Pharmacokinetics and effects of HI 6 in blood and brain of soman-intoxicated rats: A microdialysis study

Abstract

The bispyridinium oxime HI 6 (1-(((4-amino-carbonyl)pyridino)methoxy)methyl)-2-(hydroxyimino)methyl)-pyridinium dichloride monohydrate), combined with atropine, is effective for treating poisoning with organophosphate nerve agents. The protective action of HI 6 in soman poisoning has been attributed mainly to its peripheral reactivation of inhibited acetylcholinesterase.
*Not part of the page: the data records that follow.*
//! Cursor configuration.

use serde::{Deserialize, Serialize};

use crate::error::{Result, RoadwayError};

/// Options fixed when a cursor is created.
///
/// ```toml
/// # Allow record/flush
/// framed = true
/// ```
#[derive(Debug, Clone, Copy, Default, PartialEq, Eq, Serialize, Deserialize)]
#[serde(default)]
pub struct CursorConfig {
    /// Whether `record` and `flush` are permitted.
    pub framed: bool,
}

impl CursorConfig {
    /// A configuration with framing enabled.
    pub fn framed() -> Self {
        Self { framed: true }
    }

    /// Parses a configuration from a TOML document. Missing keys keep their
    /// defaults.
    ///
    /// # Errors
    /// Returns [`RoadwayError::Config`] if the document is not valid TOML or
    /// a key has the wrong type.
    pub fn from_toml_str(source: &str) -> Result<Self> {
        toml::from_str(source).map_err(|e| RoadwayError::Config {
            message: format!("failed to parse cursor config: {e}"),
        })
    }
}
use std::sync::Arc;

use crate::subject::{clamp_range, Subject};

/// An ordered list subject backed by a shared slice.
#[derive(Debug, Clone, PartialEq, Eq)]
pub struct List<T> {
    items: Arc<[T]>,
}

impl<T> List<T> {
    pub fn new(items: Vec<T>) -> Self {
        Self {
            items: Arc::from(items),
        }
    }

    pub fn as_slice(&self) -> &[T] {
        &self.items
    }

    pub fn len(&self) -> usize {
        self.items.len()
    }

    pub fn is_empty(&self) -> bool {
        self.items.is_empty()
    }
}

impl<T: Clone> Subject for List<T> {
    type Element = T;
    type Frame = Vec<T>;

    fn length(&self) -> Option<usize> {
        Some(self.items.len())
    }

    fn element_at(&self, index: usize) -> Option<T> {
        self.items.get(index).cloned()
    }

    fn extract(&self, start: usize, end: usize) -> Vec<T> {
        let (start, end) = clamp_range(start, end, self.items.len());
        self.items[start..end].to_vec()
    }
}

impl<T> From<Vec<T>> for List<T> {
    fn from(items: Vec<T>) -> Self {
        Self::new(items)
    }
}

impl<T: Clone> From<&[T]> for List<T> {
    fn from(items: &[T]) -> Self {
        Self {
            items: Arc::from(items),
        }
    }
}

impl<T> FromIterator<T> for List<T> {
    fn from_iter<I: IntoIterator<Item = T>>(iter: I) -> Self {
        Self::new(iter.into_iter().collect())
    }
}

impl<T: PartialEq> PartialEq<Vec<T>> for List<T> {
    fn eq(&self, other: &Vec<T>) -> bool {
        self.as_slice() == other.as_slice()
    }
}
In the present study we investigated whether high intramuscular doses of HI 6 can reach the brain in a sufficient amount to reactivate inhibited brain acetylcholinesterase. Microdialysis probes were implanted in the jugular vein and striatum and dialysis samples were collected simultaneously from the two sites in awake, freely moving rats. Pharmacokinetic parameters of unbound HI 6 in blood and brain were calculated after administration of HI 6 (50, 75 or 100 mg/kg i.m.) in control rats and rats injected with soman (90 μg/kg s.c., 0.9 LD 50) 1 min before HI 6 treatment. We found that signs of soman poisoning correlated positively to acetylcholinesterase inhibition and negatively to the concentration of unbound HI 6 in the brain and that soman intoxication significantly decreased uptake of HI 6 into the brain.